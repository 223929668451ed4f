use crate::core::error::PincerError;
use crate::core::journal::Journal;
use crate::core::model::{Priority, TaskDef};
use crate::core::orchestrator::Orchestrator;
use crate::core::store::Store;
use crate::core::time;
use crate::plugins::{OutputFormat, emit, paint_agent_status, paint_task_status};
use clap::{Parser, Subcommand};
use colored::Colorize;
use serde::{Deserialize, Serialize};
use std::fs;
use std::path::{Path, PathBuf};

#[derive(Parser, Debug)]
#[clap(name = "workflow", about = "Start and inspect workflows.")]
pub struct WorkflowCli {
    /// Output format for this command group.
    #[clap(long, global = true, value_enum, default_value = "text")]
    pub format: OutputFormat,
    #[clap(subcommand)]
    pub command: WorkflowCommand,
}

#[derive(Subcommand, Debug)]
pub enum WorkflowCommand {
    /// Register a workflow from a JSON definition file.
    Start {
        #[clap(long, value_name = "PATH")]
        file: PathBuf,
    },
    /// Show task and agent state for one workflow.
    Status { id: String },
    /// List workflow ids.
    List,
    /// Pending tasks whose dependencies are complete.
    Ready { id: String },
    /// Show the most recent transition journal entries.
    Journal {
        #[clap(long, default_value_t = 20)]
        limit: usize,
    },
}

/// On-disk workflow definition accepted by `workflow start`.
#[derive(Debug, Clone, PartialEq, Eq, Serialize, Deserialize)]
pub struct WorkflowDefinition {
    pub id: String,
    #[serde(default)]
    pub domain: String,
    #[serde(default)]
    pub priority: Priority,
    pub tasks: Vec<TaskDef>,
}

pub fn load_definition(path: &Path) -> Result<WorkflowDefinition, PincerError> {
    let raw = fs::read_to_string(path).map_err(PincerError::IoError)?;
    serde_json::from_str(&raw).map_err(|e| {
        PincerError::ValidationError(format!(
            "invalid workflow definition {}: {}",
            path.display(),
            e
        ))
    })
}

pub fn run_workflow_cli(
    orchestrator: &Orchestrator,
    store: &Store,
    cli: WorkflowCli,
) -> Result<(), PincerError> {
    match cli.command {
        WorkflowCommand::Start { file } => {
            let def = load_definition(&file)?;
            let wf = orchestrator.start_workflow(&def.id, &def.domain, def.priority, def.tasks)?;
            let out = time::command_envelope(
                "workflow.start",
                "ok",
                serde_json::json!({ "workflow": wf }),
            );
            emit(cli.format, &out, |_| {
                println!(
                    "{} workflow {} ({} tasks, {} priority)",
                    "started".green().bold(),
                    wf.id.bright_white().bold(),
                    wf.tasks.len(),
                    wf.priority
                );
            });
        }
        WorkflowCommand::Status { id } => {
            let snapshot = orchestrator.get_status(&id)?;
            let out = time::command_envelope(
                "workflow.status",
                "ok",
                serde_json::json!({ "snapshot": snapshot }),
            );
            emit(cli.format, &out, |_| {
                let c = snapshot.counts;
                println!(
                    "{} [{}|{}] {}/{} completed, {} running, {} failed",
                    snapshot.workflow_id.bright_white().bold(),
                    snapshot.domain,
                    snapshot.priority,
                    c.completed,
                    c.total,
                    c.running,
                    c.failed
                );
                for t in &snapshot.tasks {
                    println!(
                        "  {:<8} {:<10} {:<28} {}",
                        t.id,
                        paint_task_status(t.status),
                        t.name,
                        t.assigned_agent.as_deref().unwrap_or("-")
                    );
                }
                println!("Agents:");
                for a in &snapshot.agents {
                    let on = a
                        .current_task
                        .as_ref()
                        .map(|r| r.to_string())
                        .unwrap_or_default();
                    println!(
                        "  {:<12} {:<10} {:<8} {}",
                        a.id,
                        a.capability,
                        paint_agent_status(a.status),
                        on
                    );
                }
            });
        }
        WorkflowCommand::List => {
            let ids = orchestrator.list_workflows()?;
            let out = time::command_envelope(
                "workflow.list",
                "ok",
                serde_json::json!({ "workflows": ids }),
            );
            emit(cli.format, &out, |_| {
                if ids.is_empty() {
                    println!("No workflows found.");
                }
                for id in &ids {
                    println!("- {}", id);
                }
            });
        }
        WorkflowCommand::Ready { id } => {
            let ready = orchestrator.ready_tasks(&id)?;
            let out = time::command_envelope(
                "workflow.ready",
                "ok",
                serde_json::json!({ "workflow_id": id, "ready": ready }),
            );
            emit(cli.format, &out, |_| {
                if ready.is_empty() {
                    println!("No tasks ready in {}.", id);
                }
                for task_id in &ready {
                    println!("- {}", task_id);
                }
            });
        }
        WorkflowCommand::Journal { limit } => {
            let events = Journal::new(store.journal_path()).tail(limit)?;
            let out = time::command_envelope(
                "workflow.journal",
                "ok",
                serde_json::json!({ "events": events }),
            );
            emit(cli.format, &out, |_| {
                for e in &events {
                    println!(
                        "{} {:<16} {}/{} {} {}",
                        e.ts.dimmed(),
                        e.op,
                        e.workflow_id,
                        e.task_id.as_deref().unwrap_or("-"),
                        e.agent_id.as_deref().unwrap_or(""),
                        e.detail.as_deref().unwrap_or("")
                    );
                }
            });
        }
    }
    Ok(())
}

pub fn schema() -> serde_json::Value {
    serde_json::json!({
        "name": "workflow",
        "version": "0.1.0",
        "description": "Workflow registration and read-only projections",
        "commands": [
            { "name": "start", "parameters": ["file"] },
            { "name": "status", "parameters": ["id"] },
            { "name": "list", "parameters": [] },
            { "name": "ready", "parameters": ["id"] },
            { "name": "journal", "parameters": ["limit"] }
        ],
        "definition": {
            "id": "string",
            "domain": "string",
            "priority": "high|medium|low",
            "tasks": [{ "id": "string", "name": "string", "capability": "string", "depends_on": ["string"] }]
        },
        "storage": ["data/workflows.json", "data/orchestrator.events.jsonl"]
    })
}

* * *

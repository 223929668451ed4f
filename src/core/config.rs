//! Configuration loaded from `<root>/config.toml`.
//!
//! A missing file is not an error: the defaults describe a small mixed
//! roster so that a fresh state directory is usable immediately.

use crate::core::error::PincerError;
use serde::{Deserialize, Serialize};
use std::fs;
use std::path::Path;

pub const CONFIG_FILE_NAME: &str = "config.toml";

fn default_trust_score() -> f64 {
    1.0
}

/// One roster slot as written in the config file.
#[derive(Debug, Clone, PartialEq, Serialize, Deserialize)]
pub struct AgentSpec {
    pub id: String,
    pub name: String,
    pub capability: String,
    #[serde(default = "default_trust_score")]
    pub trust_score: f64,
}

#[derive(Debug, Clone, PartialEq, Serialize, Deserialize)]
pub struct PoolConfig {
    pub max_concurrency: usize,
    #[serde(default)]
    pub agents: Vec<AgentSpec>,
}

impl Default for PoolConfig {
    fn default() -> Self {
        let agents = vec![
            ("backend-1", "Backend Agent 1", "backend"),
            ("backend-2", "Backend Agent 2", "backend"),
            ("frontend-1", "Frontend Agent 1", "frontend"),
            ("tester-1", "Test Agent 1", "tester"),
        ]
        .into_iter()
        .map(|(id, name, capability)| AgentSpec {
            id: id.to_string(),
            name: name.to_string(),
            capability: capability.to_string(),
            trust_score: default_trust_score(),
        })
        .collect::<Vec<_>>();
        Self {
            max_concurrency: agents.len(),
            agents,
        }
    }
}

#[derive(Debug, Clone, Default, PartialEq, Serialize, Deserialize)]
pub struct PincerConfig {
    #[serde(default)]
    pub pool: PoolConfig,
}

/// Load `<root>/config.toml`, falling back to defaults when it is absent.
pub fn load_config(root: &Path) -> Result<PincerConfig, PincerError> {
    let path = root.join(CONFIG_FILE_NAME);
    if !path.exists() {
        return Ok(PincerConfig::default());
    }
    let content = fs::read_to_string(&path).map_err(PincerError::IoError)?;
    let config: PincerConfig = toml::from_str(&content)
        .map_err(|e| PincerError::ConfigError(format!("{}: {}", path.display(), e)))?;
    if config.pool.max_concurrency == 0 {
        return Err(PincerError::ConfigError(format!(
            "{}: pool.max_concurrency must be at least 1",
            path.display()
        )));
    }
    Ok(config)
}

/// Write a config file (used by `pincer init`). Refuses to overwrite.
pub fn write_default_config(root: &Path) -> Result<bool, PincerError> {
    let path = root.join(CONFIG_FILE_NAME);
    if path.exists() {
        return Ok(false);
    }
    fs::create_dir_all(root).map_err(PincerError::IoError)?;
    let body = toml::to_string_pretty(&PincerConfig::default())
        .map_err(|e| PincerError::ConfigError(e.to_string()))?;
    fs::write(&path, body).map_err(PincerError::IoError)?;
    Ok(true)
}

--

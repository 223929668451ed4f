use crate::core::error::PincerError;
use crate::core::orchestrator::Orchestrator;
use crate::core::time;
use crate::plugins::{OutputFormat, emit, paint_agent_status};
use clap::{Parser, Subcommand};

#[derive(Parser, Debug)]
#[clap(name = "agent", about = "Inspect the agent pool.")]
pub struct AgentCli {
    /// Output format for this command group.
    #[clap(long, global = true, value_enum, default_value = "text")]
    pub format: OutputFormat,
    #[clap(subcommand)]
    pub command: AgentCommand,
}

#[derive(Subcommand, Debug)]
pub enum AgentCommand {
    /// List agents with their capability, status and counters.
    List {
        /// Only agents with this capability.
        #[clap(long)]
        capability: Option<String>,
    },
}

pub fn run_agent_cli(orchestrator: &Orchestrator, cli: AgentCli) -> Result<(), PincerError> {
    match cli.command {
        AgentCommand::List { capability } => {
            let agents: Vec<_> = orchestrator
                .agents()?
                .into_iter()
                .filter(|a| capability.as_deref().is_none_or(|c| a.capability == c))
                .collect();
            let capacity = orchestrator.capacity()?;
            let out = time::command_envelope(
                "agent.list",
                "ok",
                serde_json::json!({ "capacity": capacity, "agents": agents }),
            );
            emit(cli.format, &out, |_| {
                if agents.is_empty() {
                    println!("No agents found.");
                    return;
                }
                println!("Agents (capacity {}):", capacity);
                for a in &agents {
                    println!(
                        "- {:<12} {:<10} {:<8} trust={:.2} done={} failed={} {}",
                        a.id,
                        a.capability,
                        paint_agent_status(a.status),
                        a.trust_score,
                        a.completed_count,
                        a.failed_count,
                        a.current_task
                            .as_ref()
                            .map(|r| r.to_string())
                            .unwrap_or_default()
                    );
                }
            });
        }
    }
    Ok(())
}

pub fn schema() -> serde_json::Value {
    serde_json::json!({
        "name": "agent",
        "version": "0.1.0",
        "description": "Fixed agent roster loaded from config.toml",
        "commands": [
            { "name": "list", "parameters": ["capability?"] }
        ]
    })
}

*ABOUT THIS TASK*
Lines containing the word "running" are to be pulled from the records and copied.

*TASK ANSWER*
                    "{} [{}|{}] {}/{} completed, {} running, {} failed",
                    c.running,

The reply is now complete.